As the Democratic primary season rolls on, one big lesson already is sinking in from the party's caucus-night meltdown in Iowa: Secrecy isn't a strategy.
State Democratic chair Troy Price declined to answer questions a month ago about what sorts of tests were conducted on the smartphone app the party was planning to use on caucus night or detail backup plans should it fail.
But he did promise some sort of transparency.
"We'll be able to give a preview to the press of what the app will look like in the days leading up to the caucuses," Price said in mid-January, in his first interview about the app, with NPR and Iowa Public Radio.
That preview never happened. And the reporting system then failed in a major way.
The state party announced over the weekend that it was still adjusting results for 3 percent of the state's total precincts, and updating its projected national delegate allocations.
The updated results aren't drastically different from the originals, but the Associated Press, which many news agencies, including NPR, rely on to make race calls, says the results still "may not be fully accurate," and that it cannot declare a winner.
That's led to questions about the legitimacy of the results and more broadly, questions about whether caucuses still have a place in a Democratic party that says it wants to prioritize voting accessibility.
"It is safe to say, this is not the caucus that hundreds of thousands of Iowa Democrats deserve," Price said on Monday.
The chaos was the result of a backup plan poorly communicated and executed in addition to a coding error within the app, the party says — not a cyberattack.
But transparency, again, has been limited.
Price has said the party "worked with nationally renowned cybersecurity experts to do testing and security checks on this app" but has declined to say which experts, or which companies they worked with.
Election experts say the past week's opacity creates an environment ripe for misinformation.
Security through obscurity
The question of how much transparency is the right amount when it comes to elections isn't new, but it has become the subject of intense focus in recent years.
The public still doesn't know, for instance, which two counties had their election networks hacked by Russian attackers leading up to the 2016 elections. State officials and members of Congress have been briefed but that information remains withheld from the public.
In Iowa, however, the secrecy was used to hide a clear lack of preparation.
"The communication about the app was not particularly robust, and after the fact I think the party is just trying to hunker down and count numbers," said Rachel Paine Caufield, a political science professor at Drake University.
Caufield has been teaching in Iowa since 2001, and every four years she watches a new crop of 18 and 19 year-olds navigate the caucus process for the first time.
In a class on Wednesday, her students listed the conspiracy theories about the delay in results they'd seen flowing around online or in conversations with their friends.

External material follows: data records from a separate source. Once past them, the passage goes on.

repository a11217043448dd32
use std::path::PathBuf;

#[derive(Debug, Clone)]
pub struct JwtConfig {
    pub secret: String,
    pub issuer: String,
    pub expiry_hours: i64,
}

#[derive(Debug, Clone)]
pub struct AdminConfig {
    pub username: String,
    pub password: String,
    pub email: String,
}

#[derive(Debug, Clone)]
pub struct AppConfig {
    pub database_url: String,
    pub server_host: String,
    pub server_port: u16,
    pub upload_dir: PathBuf,
    pub jwt: JwtConfig,
    pub admin: AdminConfig,
}

impl AppConfig {
    pub fn from_env() -> anyhow::Result<Self> {
        let database_url = std::env::var("DATABASE_URL")?;

        let jwt = JwtConfig {
            secret: std::env::var("JWT_SECRET")?,
            issuer: std::env::var("JWT_ISSUER").unwrap_or_else(|_| "quillbox".into()),
            expiry_hours: std::env::var("JWT_EXPIRY")
                .ok()
                .and_then(|v| v.parse::<i64>().ok())
                .unwrap_or(24),
        };

        let admin = AdminConfig {
            username: std::env::var("ADMIN_USERNAME").unwrap_or_else(|_| "admin".into()),
            password: std::env::var("ADMIN_PASSWORD").unwrap_or_else(|_| "admin123".into()),
            email: std::env::var("ADMIN_EMAIL")
                .unwrap_or_else(|_| "admin@example.com".into()),
        };

        Ok(Self {
            database_url,
            server_host: std::env::var("SERVER_HOST").unwrap_or_else(|_| "0.0.0.0".into()),
            server_port: std::env::var("SERVER_PORT")
                .ok()
                .and_then(|v| v.parse::<u16>().ok())
                .unwrap_or(8080),
            upload_dir: std::env::var("UPLOAD_DIR")
                .unwrap_or_else(|_| "uploads".into())
                .into(),
            jwt,
            admin,
        })
    }
}
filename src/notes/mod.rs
pub mod dto;
pub mod handlers;
pub mod repo;

use crate::state::AppState;
use axum::Router;

pub fn router() -> Router<AppState> {
    handlers::router()
}
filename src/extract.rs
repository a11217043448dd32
use axum::{
    async_trait,
    extract::{FromRequest, FromRequestParts, Path, Query, Request},
    http::request::Parts,
    Json,
};
use serde::de::DeserializeOwned;

use crate::error::AppError;

/// `Json` wrapper whose rejection is rendered through the response envelope.
pub struct AppJson<T>(pub T);

#[async_trait]
impl<S, T> FromRequest<S> for AppJson<T>
where
    S: Send + Sync,
    T: DeserializeOwned,
{
    type Rejection = AppError;

    async fn from_request(req: Request, state: &S) -> Result<Self, Self::Rejection> {
        let Json(value) = Json::<T>::from_request(req, state)
            .await
            .map_err(|rejection| AppError::bad_request(rejection.body_text()))?;
        Ok(AppJson(value))
    }
}

/// `Path` wrapper whose rejection is rendered through the response envelope.
pub struct AppPath<T>(pub T);

#[async_trait]
impl<S, T> FromRequestParts<S> for AppPath<T>
where
    S: Send + Sync,
    T: DeserializeOwned + Send,
{
    type Rejection = AppError;

    async fn from_request_parts(parts: &mut Parts, state: &S) -> Result<Self, Self::Rejection> {
        let Path(value) = Path::<T>::from_request_parts(parts, state)
            .await
            .map_err(|_| AppError::bad_request("Invalid path parameter"))?;
        Ok(AppPath(value))
    }
}

/// `Query` wrapper whose rejection is rendered through the response envelope.
pub struct AppQuery<T>(pub T);

#[async_trait]
impl<S, T> FromRequestParts<S> for AppQuery<T>
where
    S: Send + Sync,
    T: DeserializeOwned,
{
    type Rejection = AppError;

    async fn from_request_parts(parts: &mut Parts, state: &S) -> Result<Self, Self::Rejection> {
        let Query(value) = Query::<T>::from_request_parts(parts, state)
            .await
            .map_err(|_| AppError::bad_request("Invalid query parameters"))?;
        Ok(AppQuery(value))
    }
}

/// Clamp pagination inputs and return `(page, size, offset)`. Page is at
/// least 1, size is kept within 1..=100.
pub fn page_window(page: i64, page_size: i64) -> (i64, i64, i64) {
    let page = page.max(1);
    let size = page_size.clamp(1, 100);
    (page, size, (page - 1) * size)
}

#[cfg(test)]
mod tests {
    use super::*;

    #[test]
    fn page_window_clamps_out_of_range_input() {
        assert_eq!(page_window(0, 10), (1, 10, 0));
        assert_eq!(page_window(-5, 0), (1, 1, 0));
        assert_eq!(page_window(1, 1000), (1, 100, 0));
    }

    #[test]
    fn page_window_computes_offsets() {
        assert_eq!(page_window(1, 20), (1, 20, 0));
        assert_eq!(page_window(3, 10), (3, 10, 20));
        assert_eq!(page_window(2, 100), (2, 100, 100));
    }
}
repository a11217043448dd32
use axum::Router;
use lazy_static::lazy_static;
use regex::Regex;

use crate::error::AppError;
use crate::state::AppState;

pub mod dto;
pub mod handlers;
pub mod jwt;
pub mod password;
pub mod repo;

pub const ROLE_ADMIN: &str = "admin";
pub const ROLE_USER: &str = "user";

pub fn router() -> Router<AppState> {
    handlers::router()
}

pub fn is_valid_role(role: &str) -> bool {
    role == ROLE_ADMIN || role == ROLE_USER
}

pub(crate) fn is_valid_email(email: &str) -> bool {
    lazy_static! {
        static ref EMAIL_RE: Regex = Regex::new(r"^[^@\s]+@[^@\s]+\.[^@\s]+$").unwrap();
    }
    EMAIL_RE.is_match(email)
}

/// Field rules shared by registration and admin user creation.
pub(crate) fn validate_new_user(
    username: &str,
    password: &str,
    email: &str,
) -> Result<(), AppError> {
    let len = username.chars().count();
    if !(3..=50).contains(&len) {
        return Err(AppError::bad_request(
            "Username must be between 3 and 50 characters",
        ));
    }
    if password.len() < 6 {
        return Err(AppError::bad_request(
            "Password must be at least 6 characters",
        ));
    }
    if !is_valid_email(email) {
        return Err(AppError::bad_request("Invalid email address"));
    }
    Ok(())
}

#[cfg(test)]
mod tests {
    use super::*;

    #[test]
    fn email_validation() {
        assert!(is_valid_email("user@example.com"));
        assert!(is_valid_email("a.b+c@sub.domain.io"));
        assert!(!is_valid_email("not-an-email"));
        assert!(!is_valid_email("spaces in@example.com"));
        assert!(!is_valid_email("missing@tld"));
    }

    #[test]
    fn role_validation() {
        assert!(is_valid_role(ROLE_ADMIN));
        assert!(is_valid_role(ROLE_USER));
        assert!(!is_valid_role("superuser"));
        assert!(!is_valid_role(""));
    }

    #[test]
    fn new_user_field_rules() {
        assert!(validate_new_user("alice", "secret1", "a@example.com").is_ok());
        assert!(matches!(
            validate_new_user("ab", "secret1", "a@example.com"),
            Err(AppError::BadRequest(_))
        ));
        assert!(matches!(
            validate_new_user(&"x".repeat(51), "secret1", "a@example.com"),
            Err(AppError::BadRequest(_))
        ));
        assert!(matches!(
            validate_new_user("alice", "short", "a@example.com"),
            Err(AppError::BadRequest(_))
        ));
        assert!(matches!(
            validate_new_user("alice", "secret1", "bad-email"),
            Err(AppError::BadRequest(_))
        ));
    }
}
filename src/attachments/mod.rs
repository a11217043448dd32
pub mod dto;
pub mod handlers;
pub mod repo;
pub mod services;
pub mod store;

use crate::state::AppState;
use axum::Router;

pub fn router() -> Router<AppState> {
    handlers::router()
}
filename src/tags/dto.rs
use serde::{Deserialize, Serialize};
use uuid::Uuid;

use crate::tags::repo::{Tag, TagWithCount};

#[derive(Debug, Deserialize)]
pub struct TagRequest {
    pub name: String,
}

#[derive(Debug, Clone, Serialize)]
pub struct TagDto {
    pub id: Uuid,
    pub name: String,
}

impl From<Tag> for TagDto {
    fn from(tag: Tag) -> Self {
        TagDto {
            id: tag.id,
            name: tag.name,
        }
    }
}

#[derive(Debug, Serialize)]
pub struct TagWithCountDto {
    pub id: Uuid,
    pub name: String,
    #[serde(rename = "noteCount")]
    pub note_count: i64,
}

impl From<TagWithCount> for TagWithCountDto {
    fn from(tag: TagWithCount) -> Self {
        TagWithCountDto {
            id: tag.id,
            name: tag.name,
            note_count: tag.note_count,
        }
    }
}

#[cfg(test)]
mod tests {
    use super::*;

    #[test]
    fn note_count_serializes_camel_case() {
        let dto = TagWithCountDto {
            id: Uuid::new_v4(),
            name: "rust".into(),
            note_count: 3,
        };
        let value = serde_json::to_value(&dto).unwrap();
        assert_eq!(value["noteCount"], 3);
        assert!(value.get("note_count").is_none());
    }
}
use axum::extract::State;
use axum::routing::{delete, get, post};
use axum::Router;
use tracing::instrument;
use uuid::Uuid;

use crate::auth::jwt::AuthUser;
use crate::error::AppError;
use crate::extract::{AppJson, AppPath};
use crate::notes::repo::Note;
use crate::ownership::assert_note_ownership;
use crate::response::ApiResponse;
use crate::state::AppState;
use crate::tags::dto::{TagDto, TagRequest, TagWithCountDto};
use crate::tags::repo::Tag;

pub fn router() -> Router<AppState> {
    Router::new()
        .route("/tags", get(list_tags).post(create_tag))
        .route("/tags/:id", delete(delete_tag))
        .route(
            "/tags/:id/notes/:note_id",
            post(add_tag_to_note).delete(remove_tag_from_note),
        )
}

#[instrument(skip(state))]
async fn list_tags(
    State(state): State<AppState>,
    auth: AuthUser,
) -> Result<ApiResponse<Vec<TagWithCountDto>>, AppError> {
    let tags = Tag::list_with_counts(&state.db, auth.id)
        .await?
        .into_iter()
        .map(TagWithCountDto::from)
        .collect();
    Ok(ApiResponse::ok(tags, "Tags retrieved"))
}

#[instrument(skip(state, payload))]
async fn create_tag(
    State(state): State<AppState>,
    _auth: AuthUser,
    AppJson(payload): AppJson<TagRequest>,
) -> Result<ApiResponse<TagDto>, AppError> {
    let name = payload.name.trim();
    if name.is_empty() {
        return Err(AppError::bad_request("Tag name is required"));
    }

    if let Some(tag) = Tag::find_by_name(&state.db, name).await? {
        return Ok(ApiResponse::ok(TagDto::from(tag), "Tag already exists"));
    }

    let tag = Tag::get_or_create(&state.db, name).await?;
    tracing::info!(tag_id = %tag.id, name = %tag.name, "created tag");
    Ok(ApiResponse::created(TagDto::from(tag), "Tag created"))
}

#[instrument(skip(state))]
async fn delete_tag(
    State(state): State<AppState>,
    _auth: AuthUser,
    AppPath(id): AppPath<Uuid>,
) -> Result<ApiResponse<()>, AppError> {
    let removed = Tag::delete_cascade(&state.db, id).await?;
    if removed == 0 {
        return Err(AppError::not_found("Tag not found"));
    }
    tracing::info!(tag_id = %id, "deleted tag");
    Ok(ApiResponse::message("Tag deleted"))
}

#[instrument(skip(state))]
async fn add_tag_to_note(
    State(state): State<AppState>,
    auth: AuthUser,
    AppPath((tag_id, note_id)): AppPath<(Uuid, Uuid)>,
) -> Result<ApiResponse<TagDto>, AppError> {
    let tag = Tag::find_by_id(&state.db, tag_id)
        .await?
        .ok_or_else(|| AppError::not_found("Tag not found"))?;
    let note = Note::find_by_id(&state.db, note_id)
        .await?
        .ok_or_else(|| AppError::not_found("Note not found"))?;
    assert_note_ownership(auth.id, &note)?;

    Tag::attach_to_note(&state.db, note.id, tag.id).await?;
    Ok(ApiResponse::ok(TagDto::from(tag), "Tag added to note"))
}

#[instrument(skip(state))]
async fn remove_tag_from_note(
    State(state): State<AppState>,
    auth: AuthUser,
    AppPath((tag_id, note_id)): AppPath<(Uuid, Uuid)>,
) -> Result<ApiResponse<()>, AppError> {
    let tag = Tag::find_by_id(&state.db, tag_id)
        .await?
        .ok_or_else(|| AppError::not_found("Tag not found"))?;
    let note = Note::find_by_id(&state.db, note_id)
        .await?
        .ok_or_else(|| AppError::not_found("Note not found"))?;
    assert_note_ownership(auth.id, &note)?;

    Tag::detach_from_note(&state.db, note.id, tag.id).await?;
    Ok(ApiResponse::message("Tag removed from note"))
}
//! Disk-backed attachment storage rooted at `UPLOAD_DIR`.
//!
//! Layout: `<root>/<user_id>/<name>` for bound uploads,
//! `<root>/temp/<user_id>/<name>` for temporary ones, and
//! `<root>/.staging/` for in-flight writes that do not have their database
//! row yet. Staging lives under the root so the final rename never crosses
//! a filesystem boundary.

use std::io;
use std::path::{Path, PathBuf};

use lazy_static::lazy_static;
use rand::distributions::Alphanumeric;
use rand::Rng;
use regex::Regex;
use tokio::fs;
use tokio::io::AsyncWriteExt;
use tracing::debug;
use uuid::Uuid;

lazy_static! {
    static ref UNSAFE_CHARS: Regex = Regex::new(r#"[\\/:*?"<>|]"#).unwrap();
}

const STAGING_DIR: &str = ".staging";
const TEMP_DIR: &str = "temp";
const MAX_STEM_CHARS: usize = 100;

#[derive(Debug, Clone)]
pub struct DiskStore {
    root: PathBuf,
}

impl DiskStore {
    pub fn new(root: impl Into<PathBuf>) -> Self {
        Self { root: root.into() }
    }

    /// Create the storage root and its fixed subdirectories.
    pub async fn ensure_layout(&self) -> io::Result<()> {
        fs::create_dir_all(&self.root).await?;
        fs::create_dir_all(self.root.join(TEMP_DIR)).await?;
        fs::create_dir_all(self.root.join(STAGING_DIR)).await?;
        Ok(())
    }

    /// Relative path as stored in the database, always slash-separated.
    pub fn rel_path(&self, user_id: Uuid, is_temp: bool, disk_name: &str) -> String {
        if is_temp {
            format!("{TEMP_DIR}/{user_id}/{disk_name}")
        } else {
            format!("{user_id}/{disk_name}")
        }
    }

    fn abs_path(&self, rel: &str) -> PathBuf {
        self.root.join(rel)
    }

    /// Write the payload to a staging file not yet visible under any user
    /// directory.
    pub async fn stage(&self, data: &[u8]) -> io::Result<PathBuf> {
        let staged = self
            .root
            .join(STAGING_DIR)
            .join(format!("{}.part", Uuid::new_v4()));
        if let Some(parent) = staged.parent() {
            fs::create_dir_all(parent).await?;
        }
        let mut file = fs::File::create(&staged).await?;
        file.write_all(data).await?;
        file.sync_all().await?;
        drop(file);
        debug!(staged = %staged.display(), size = data.len(), "staged upload");
        Ok(staged)
    }

    /// Move a staged file to its final location via rename.
    pub async fn commit(&self, staged: &Path, rel: &str) -> io::Result<()> {
        let target = self.abs_path(rel);
        if let Some(parent) = target.parent() {
            fs::create_dir_all(parent).await?;
        }
        fs::rename(staged, &target).await?;
        debug!(path = %target.display(), "committed upload");
        Ok(())
    }

    /// Drop a staged file. Already gone counts as done.
    pub async fn discard(&self, staged: &Path) -> io::Result<()> {
        match fs::remove_file(staged).await {
            Err(e) if e.kind() != io::ErrorKind::NotFound => Err(e),
            _ => Ok(()),
        }
    }

    /// Open a stored file for a streamed response, returning its size.
    pub async fn open(&self, rel: &str) -> io::Result<(fs::File, u64)> {
        let file = fs::File::open(self.abs_path(rel)).await?;
        let len = file.metadata().await?.len();
        Ok((file, len))
    }

    /// Remove a stored file; absence counts as success.
    pub async fn remove(&self, rel: &str) -> io::Result<()> {
        match fs::remove_file(self.abs_path(rel)).await {
            Err(e) if e.kind() != io::ErrorKind::NotFound => Err(e),
            _ => Ok(()),
        }
    }
}

/// Strip characters that are unsafe in a filename, trim whitespace, cap the
/// length and never return an empty string.
pub fn sanitize_filename(name: &str) -> String {
    let cleaned = UNSAFE_CHARS.replace_all(name, "_");
    let capped: String = cleaned.trim().chars().take(MAX_STEM_CHARS).collect();
    if capped.is_empty() {
        "file".to_string()
    } else {
        capped
    }
}

/// Name a file gets on disk: sanitized stem, upload timestamp, a short
/// random token and the original or inferred extension.
pub fn disk_name(original: &str, content_type: &str, unix_ts: i64, token: &str) -> String {
    let (stem, ext) = match original.rfind('.') {
        Some(idx) if idx > 0 => (&original[..idx], &original[idx..]),
        _ => (original, ""),
    };
    // The extension ends up in a filesystem path, so anything that is not a
    // plain token falls back to the declared content type.
    let ext = if ext.len() > 1 && ext[1..].chars().all(|c| c.is_ascii_alphanumeric()) {
        ext.to_string()
    } else {
        extension_for(content_type).to_string()
    };
    format!("{}_{}_{}{}", sanitize_filename(stem), unix_ts, token, ext)
}

fn extension_for(content_type: &str) -> &'static str {
    match content_type {
        "image/jpeg" | "image/jpg" => ".jpg",
        "image/png" => ".png",
        "image/gif" => ".gif",
        "image/webp" => ".webp",
        "application/pdf" => ".pdf",
        "text/plain" => ".txt",
        "text/markdown" => ".md",
        "application/json" => ".json",
        _ => "",
    }
}

pub fn random_token() -> String {
    rand::thread_rng()
        .sample_iter(&Alphanumeric)
        .take(6)
        .map(char::from)
        .collect()
}

#[cfg(test)]
mod tests {
    use super::*;
    use tokio::io::AsyncReadExt;

    #[tokio::test]
    async fn stage_commit_open_roundtrip() {
        let dir = tempfile::tempdir().unwrap();
        let store = DiskStore::new(dir.path());
        store.ensure_layout().await.unwrap();

        let user = Uuid::new_v4();
        let staged = store.stage(b"hello attachment").await.unwrap();
        assert!(staged.exists());

        let rel = store.rel_path(user, false, "notes_1_abc123.txt");
        store.commit(&staged, &rel).await.unwrap();
        assert!(!staged.exists());

        let (mut file, size) = store.open(&rel).await.unwrap();
        assert_eq!(size, b"hello attachment".len() as u64);
        let mut data = Vec::new();
        file.read_to_end(&mut data).await.unwrap();
        assert_eq!(data, b"hello attachment");
    }

    #[tokio::test]
    async fn open_missing_file_is_not_found() {
        let dir = tempfile::tempdir().unwrap();
        let store = DiskStore::new(dir.path());
        store.ensure_layout().await.unwrap();

        let err = store.open("temp/nobody/gone.txt").await.unwrap_err();
        assert_eq!(err.kind(), io::ErrorKind::NotFound);
    }

    #[tokio::test]
    async fn remove_is_idempotent() {
        let dir = tempfile::tempdir().unwrap();
        let store = DiskStore::new(dir.path());
        store.ensure_layout().await.unwrap();

        let user = Uuid::new_v4();
        let staged = store.stage(b"x").await.unwrap();
        let rel = store.rel_path(user, true, "x_1_a.txt");
        store.commit(&staged, &rel).await.unwrap();

        store.remove(&rel).await.unwrap();
        store.remove(&rel).await.unwrap();
    }

    #[tokio::test]
    async fn discard_drops_staged_file() {
        let dir = tempfile::tempdir().unwrap();
        let store = DiskStore::new(dir.path());
        store.ensure_layout().await.unwrap();

        let staged = store.stage(b"orphan").await.unwrap();
        store.discard(&staged).await.unwrap();
        assert!(!staged.exists());
        store.discard(&staged).await.unwrap();
    }

    #[test]
    fn rel_path_partitions_by_user_and_temp_flag() {
        let store = DiskStore::new("/tmp/store");
        let user = Uuid::new_v4();
        assert_eq!(
            store.rel_path(user, false, "a.txt"),
            format!("{user}/a.txt")
        );
        assert_eq!(
            store.rel_path(user, true, "a.txt"),
            format!("temp/{user}/a.txt")
        );
    }

    #[test]
    fn sanitize_replaces_unsafe_characters() {
        assert_eq!(sanitize_filename(r#"a\b/c:d*e?f"g<h>i|j"#), "a_b_c_d_e_f_g_h_i_j");
        assert_eq!(sanitize_filename("  report  "), "report");
        assert_eq!(sanitize_filename(""), "file");
        assert_eq!(sanitize_filename("   "), "file");
    }

    #[test]
    fn sanitize_caps_length() {
        let long = "x".repeat(300);
        assert_eq!(sanitize_filename(&long).chars().count(), 100);
    }

    #[test]
    fn disk_name_keeps_original_extension() {
        let name = disk_name("notes.pdf", "application/pdf", 1700000000, "abc123");
        assert_eq!(name, "notes_1700000000_abc123.pdf");
    }

    #[test]
    fn disk_name_infers_extension_from_content_type() {
        let name = disk_name("snapshot", "image/png", 1700000000, "abc123");
        assert_eq!(name, "snapshot_1700000000_abc123.png");

        let name = disk_name("blob", "application/x-unknown", 1, "t0k3n0");
        assert_eq!(name, "blob_1_t0k3n0");
    }

    #[test]
    fn disk_name_drops_suspicious_extensions() {
        let name = disk_name("x./etc/passwd", "text/plain", 1, "aaaaaa");
        assert_eq!(name, "x_1_aaaaaa.txt");
    }

    #[test]
    fn disk_name_flattens_traversal_attempts() {
        let name = disk_name("../../evil.sh", "", 1, "aaaaaa");
        assert_eq!(name, ".._.._evil_1_aaaaaa.sh");
    }

    #[test]
    fn random_token_is_six_alphanumerics() {
        let token = random_token();
        assert_eq!(token.len(), 6);
        assert!(token.chars().all(|c| c.is_ascii_alphanumeric()));
    }
}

"All my friends back home are super fascinated with what's going on and right away when they heard what's going on. They said 'Russian collusion, Chinese collusion,'" said Sam Veytsman.
Another student two seats over, Lauren Sky Lawson, talked about when she stopped to think about it, the massive conspiracies didn't seem as likely.
"Like, what's more believable — that this is some big conspiracy theory? Or that some local volunteers had trouble with an app on their phones that they'd never used before?" she said.
Still, Lawson said she is naturally a little suspicious of information she gets in situations like the Iowa caucus fiasco. And those suspicions are fueled by officials not being forthcoming.
"You are curious if there's something more going on than you're being told because, at least for me, I'm so used to finding things out that were not told to me in a super transparent way originally," Lawson said.
Caufield called the caucus mess a sort of "political Rorschach test," that people can interpret whichever way fits their particular worldview.
Misinformation in scenarios like Iowa's is inevitable. But David Levine, the elections integrity fellow at the Alliance for Securing Democracy, said it's even more difficult to combat when good information is so hard to come by.
"If there is an information vacuum, then it will be filled," said Levine. "It's really important for people to understand how the election infrastructure operates so that as they see information coming in, they have the ability to assess it and understand whether or not its information they can rely upon."
Now as the primary process moves across the U.S., from New Hampshire to Nevada and South Carolina, the question is whether those in charge of elections will decide to share more — not less — about the process.